UPDATED
It still has one game to play, but Salem CC will be on the road in the first round of Region XIX baseball playoffs, likely to play Northampton
By Al Muskewitz
Riverview Sports News
CARNEYS POINT – The rain wiped out the second game of Salem CC’s regular-season-ending doubleheader with RCSJ-Gloucester Saturday, turning Monday’s rescheduled game a potentially big one for the Mighty Oaks’ Region XIX Division III playoff seeding.
The Oaks dropped Game 1 of the scheduled doubleheader 21-1, but the second one never got started. The game will be made up 3:30 p.m. Monday at the Carneys Point Rec Complex and must be completed by Tuesday.
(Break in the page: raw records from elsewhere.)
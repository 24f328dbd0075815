//! User prompts for the three model calls.
//!
//! Keeping every prompt here means a wording change touches exactly one file,
//! and unit tests can inspect prompt construction without a model.
//! The system side of each call comes from the agent persona in
//! [`crate::agents`].

/// Marker appended after the report excerpt.
pub const EXCERPT_ELLIPSIS: &str = "...";

/// Prefix the analysis stage puts in front of the model's answer.
pub const ANALYSIS_PREFIX: &str = "Analysis of blood test report: ";

/// Prompt for the analysis stage.
pub fn analysis_prompt(excerpt: &str) -> String {
    format!(
        "Analyze this blood test report and provide a summary of key findings: {excerpt}{EXCERPT_ELLIPSIS}"
    )
}

/// Prompt asking the search agent for a web query.
pub fn search_query_prompt(analysis: &str) -> String {
    format!(
        "Write one short web search query (at most 12 words) that would find \
reputable health articles about the abnormal findings in this analysis. \
Reply with the query only.\n\n{analysis}"
    )
}

/// Prompt for the recommendation stage.
///
/// A pure function of its two inputs: the same analysis and article list
/// always produce the same prompt.
pub fn recommendation_prompt(analysis: &str, articles: &str) -> String {
    format!(
        "Based on this analysis: {analysis}\nAnd these articles: {articles}\nProvide concise health recommendations:"
    )
}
If the Oaks win, they could move up a spot in the seedings.
Salem currently holds the No. 7 seed in the seven-team field, but if Ocean gets swept in its final two games with Camden Sunday, a Mighty Oaks win over the top-ranked Roadrunners would vault them to No. 6 by virtue of holding the tiebreaker over Ocean.
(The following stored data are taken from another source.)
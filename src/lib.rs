//! # bloodwork-advisor
//!
//! Turn a blood test report PDF into concise, article-backed health
//! recommendations with a three-stage LLM pipeline.
//!
//! ## Pipeline Overview
//!
//! ```text
//! PDF
//!  │
//!  ├─ 1. Extract    text layer via pdfium, OCR fallback via tesseract
//!  ├─ 2. Analyze    LLM summary of the (truncated) report
//!  ├─ 3. Search     LLM-derived query → Google Custom Search (top 3)
//!  └─ 4. Recommend  LLM recommendations from analysis + article list
//! ```
//!
//! Stages run strictly in sequence. Any failure ends the run; there are no
//! retries and no partial results.
//!
//! ## Quick Start
//!
//! ```rust,no_run
//! use bloodwork_advisor::{process_blood_test_report, read_pdf, AdvisorConfig};
//!
//! #[tokio::main]
//! async fn main() -> Result<(), Box<dyn std::error::Error>> {
//!     // Model auto-detected from OPENAI_API_KEY / EDGEQUAKE_LLM_PROVIDER.
//!     // Search reads GOOGLE_API_KEY and GOOGLE_CSE_ID.
//!     let config = AdvisorConfig::default();
//!     let report = read_pdf("blood_test.pdf", &config).await;
//!     if let Some(advice) = process_blood_test_report(&report, &config).await {
//!         println!("{advice}");
//!     }
//!     Ok(())
//! }
//! ```
//!
//! ## Feature Flags
//!
//! | Feature | Default | Description |
//! |---------|---------|-------------|
//! | `cli`   | on      | Enables the `bloodwork` binary (clap + anyhow + indicatif + tracing-subscriber) |
//!
//! ## Not medical advice
//!
//! Output is generated by a language model from a partial view of the
//! report. It is not reviewed by a clinician.

// ── Modules ──────────────────────────────────────────────────────────────

pub mod advise;
pub mod agents;
pub mod config;
pub mod error;
pub mod extract;
pub mod llm;
pub mod output;
pub mod pipeline;
pub mod postprocess;
pub mod progress;
pub mod prompts;
pub mod search;

// ── Re-exports ───────────────────────────────────────────────────────────

pub use advise::{advise_file, process_blood_test_report, run_pipeline};
pub use config::{AdvisorConfig, AdvisorConfigBuilder, DEFAULT_MODEL};
pub use error::{AdvisorError, StageError};
pub use extract::{read_pdf, try_extract, DocumentExtractor, OcrEngine, PdfBackend};
pub use llm::{LanguageModel, ProviderModel};
pub use output::{Article, Extraction, ExtractionMethod, PipelineReport};
pub use pipeline::Stage;
pub use progress::{NoopProgressCallback, PipelineProgressCallback, ProgressCallback};
pub use search::{GoogleSearch, SearchProvider};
A No. 7 seed would send them to No. 2 Northampton in the opening-round best-of-3 series, while a No. 6 seed would send them to No. 3 Brookdale. Gloucester is the No. 1 seed by virtue of its 26-3 (.897) region-eligible record and a no contest ruling on Bergen pulling out of its series with Northampton, which finishes at 23-4 (.851).
“I guess we can kind of determine who’re going to play,” Salem coach John Holt said.
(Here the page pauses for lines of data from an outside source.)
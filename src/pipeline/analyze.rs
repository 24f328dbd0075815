//! Analysis stage: summarise abnormal findings in the report.
//!
//! Only the first `report_excerpt_chars` characters reach the model. Long
//! multi-page reports lose their tail; set the limit to `None` to send
//! everything.

use crate::agents::Task;
use crate::error::AdvisorError;
use crate::llm::LanguageModel;
use crate::postprocess::clean_model_output;
use crate::prompts::{analysis_prompt, ANALYSIS_PREFIX};
use tracing::{debug, info};

/// First `limit` characters of `report`, cut on a char boundary.
pub fn report_excerpt(report: &str, limit: Option<usize>) -> &str {
    match limit {
        Some(n) => match report.char_indices().nth(n) {
            Some((byte_idx, _)) => &report[..byte_idx],
            None => report,
        },
        None => report,
    }
}

/// Run the analysis task and return `"Analysis of blood test report: …"`.
pub async fn analyze_blood_test(
    model: &dyn LanguageModel,
    task: &Task,
    excerpt: &str,
) -> Result<String, AdvisorError> {
    info!("Analyzing blood test report");
    debug!("Report excerpt: {} chars", excerpt.chars().count());

    let answer = model
        .generate(&task.system_prompt(), &analysis_prompt(excerpt))
        .await?;
    Ok(format!("{ANALYSIS_PREFIX}{}", clean_model_output(&answer)))
}
//! Live per-task state surface for UI collaborators.
//!
//! The store creates a `TaskState` when the first watcher arrives for a task
//! id, feeds it from the subscription registry, and tears it down when the
//! last watcher is dropped. Change notifications are coalesced within one
//! animation frame so a burst of events produces a single repaint.

use std::collections::HashMap;
use std::sync::atomic::{AtomicBool, AtomicU64, Ordering};
use std::sync::{Arc, Mutex, Weak};
use std::time::Duration;

use crate::config::NexusConfig;
use crate::events::{AgentStatus, Event, TaskId, TaskState, TaskTerminal};
use crate::ws::registry::{HandleId, SubscriptionRegistry};

type WatcherFn = Arc<dyn Fn(&TaskState) + Send + Sync>;

/// Convenience projection of a task for rendering.
#[derive(Debug, Clone)]
pub struct TaskView {
    /// Agents sorted by name.
    pub agents: Vec<(String, AgentStatus)>,
    pub timeline: Vec<Event>,
    pub terminal: Option<TaskTerminal>,
}

struct TaskEntry {
    state: Mutex<TaskState>,
    watchers: Mutex<Vec<(u64, WatcherFn)>>,
    flush_scheduled: AtomicBool,
    coalesce_window: Duration,
}

/// Reduce one event into an entry's state and schedule a coalesced flush.
/// The reduce itself is synchronous; only the notification defers.
fn ingest(entry: &Arc<TaskEntry>, event: &Event) {
    entry.state.lock().unwrap().apply(event.clone());
    schedule_flush(entry);
}

fn schedule_flush(entry: &Arc<TaskEntry>) {
    if entry.flush_scheduled.swap(true, Ordering::SeqCst) {
        return;
    }
    match tokio::runtime::Handle::try_current() {
        Ok(handle) => {
            let entry = entry.clone();
            handle.spawn(async move {
                tokio::time::sleep(entry.coalesce_window).await;
                entry.flush();
            });
        }
        // Without a runtime there is nothing to defer onto.
        Err(_) => entry.flush(),
    }
}

impl TaskEntry {
    fn flush(&self) {
        self.flush_scheduled.store(false, Ordering::SeqCst);
        let snapshot = self.state.lock().unwrap().clone();
        let watchers: Vec<WatcherFn> = self
            .watchers
            .lock()
            .unwrap()
            .iter()
            .map(|(_, watcher)| watcher.clone())
            .collect();
        for watcher in watchers {
            watcher(&snapshot);
        }
    }
}

struct TrackedTask {
    entry: Arc<TaskEntry>,
    registry_handle: HandleId,
}

pub struct LiveTaskStore {
    registry: Arc<SubscriptionRegistry>,
    config: Arc<NexusConfig>,
    tasks: Mutex<HashMap<TaskId, TrackedTask>>,
    next_watcher_id: AtomicU64,
    /// Handed to watch guards so dropping one can unwatch.
    weak_self: Weak<LiveTaskStore>,
}

impl std::fmt::Debug for LiveTaskStore {
    fn fmt(&self, f: &mut std::fmt::Formatter<'_>) -> std::fmt::Result {
        f.debug_struct("LiveTaskStore")
            .field("tasks", &self.tasks.lock().unwrap().len())
            .finish()
    }
}

impl LiveTaskStore {
    pub fn new(registry: Arc<SubscriptionRegistry>, config: Arc<NexusConfig>) -> Arc<Self> {
        Arc::new_cyclic(|weak_self| Self {
            registry,
            config,
            tasks: Mutex::new(HashMap::new()),
            next_watcher_id: AtomicU64::new(1),
            weak_self: weak_self.clone(),
        })
    }

    /// Watch a task. The first watcher for an id creates its state and
    /// subscribes on the wire; dropping the returned guard reverses both
    /// when it was the last.
    pub fn watch<F>(&self, task_id: impl Into<TaskId>, on_change: F) -> TaskWatch
    where
        F: Fn(&TaskState) + Send + Sync + 'static,
    {
        let task_id = task_id.into();
        let watcher_id = self.next_watcher_id.fetch_add(1, Ordering::SeqCst);

        let mut tasks = self.tasks.lock().unwrap();
        let tracked = tasks.entry(task_id.clone()).or_insert_with(|| {
            let entry = Arc::new(TaskEntry {
                state: Mutex::new(TaskState::new(task_id.clone())),
                watchers: Mutex::new(Vec::new()),
                flush_scheduled: AtomicBool::new(false),
                coalesce_window: self.config.coalesce_window,
            });
            let sink = entry.clone();
            let registry_handle = self
                .registry
                .subscribe(task_id.clone(), move |event| ingest(&sink, event));
            TrackedTask {
                entry,
                registry_handle,
            }
        });
        tracked
            .entry
            .watchers
            .lock()
            .unwrap()
            .push((watcher_id, Arc::new(on_change)));

        TaskWatch {
            store: self.weak_self.clone(),
            task_id,
            watcher_id,
        }
    }

    /// Snapshot of the current state for a watched task.
    pub fn get(&self, task_id: &str) -> Option<TaskState> {
        self.tasks
            .lock()
            .unwrap()
            .get(task_id)
            .map(|tracked| tracked.entry.state.lock().unwrap().clone())
    }

    /// Rendering projection: agents sorted by name, full timeline, terminal.
    pub fn derive(&self, task_id: &str) -> Option<TaskView> {
        self.get(task_id).map(|state| TaskView {
            agents: state
                .agents
                .iter()
                .map(|(name, status)| (name.clone(), status.clone()))
                .collect(),
            timeline: state.timeline,
            terminal: state.terminal,
        })
    }

    fn unwatch(&self, task_id: &str, watcher_id: u64) {
        let mut tasks = self.tasks.lock().unwrap();
        let Some(tracked) = tasks.get(task_id) else {
            return;
        };
        let emptied = {
            let mut watchers = tracked.entry.watchers.lock().unwrap();
            watchers.retain(|(id, _)| *id != watcher_id);
            watchers.is_empty()
        };
        if emptied {
            if let Some(tracked) = tasks.remove(task_id) {
                self.registry.unsubscribe(task_id, tracked.registry_handle);
            }
        }
    }
}

/// Guard for one watcher; dropping it unwatches.
pub struct TaskWatch {
    store: Weak<LiveTaskStore>,
    task_id: TaskId,
    watcher_id: u64,
}

impl TaskWatch {
    pub fn task_id(&self) -> &str {
        &self.task_id
    }
}

impl Drop for TaskWatch {
    fn drop(&mut self) {
        if let Some(store) = self.store.upgrade() {
            store.unwatch(&self.task_id, self.watcher_id);
        }
    }
}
Right now, it looks like this: 1. x-RCSJ-Gloucester 26-3, 2. Northampton 23-4, 3. Brookdale 23-7, 4. Middlesex 18-12, 5. RCSJ-Cumberland 17-13, 6. y-Ocean 14-14, 7. x-Salem 13-16. x-1 game remaining vs. each other, y-2 games remaining vs. Camden
If these standings hold, the playoff series would be Salem-Northampton, Ocean-Brookdale, RCSJ Cumberland-Middlesex. RCSJ Gloucester has a first-round bye.
When it comes to making projections and preferences, Holt takes the Charlie Manuel approach.
“I’m not gonna put the cart in front of the horse yet,” he said. “I’ll worry about it when we know who we’re going to play.”
In the only game the Mighty Oaks played Saturday, freshman left-hander Sean Kelby pitched the first five innings Holt explained “to get him his innings to prep him for next week.”
The second game was going to see Ryan Silnik for the first three innings, Inaki Hutchinson for two and John McAllister for two. The pitching plan for Monday, Holt said, “probably won’t stray too far from that.”
“It’s baseball,” Holt said. “We’ve got to finish out the season, we want to try to win the game, but we also, at the end of the day, want to make sure everybody’s healthy and ready to go for the weekend.
“The good thing is I think we’ve got our pitching lined up to where it’s supposed to be and with the situations and scores and opponents we’ve had we’ve been able to give everybody some playing time to kind of sharpen up. This last one, granted, we don’t take the field to lose, but it doesn’t have a lot of bearing on where we’re at right now.”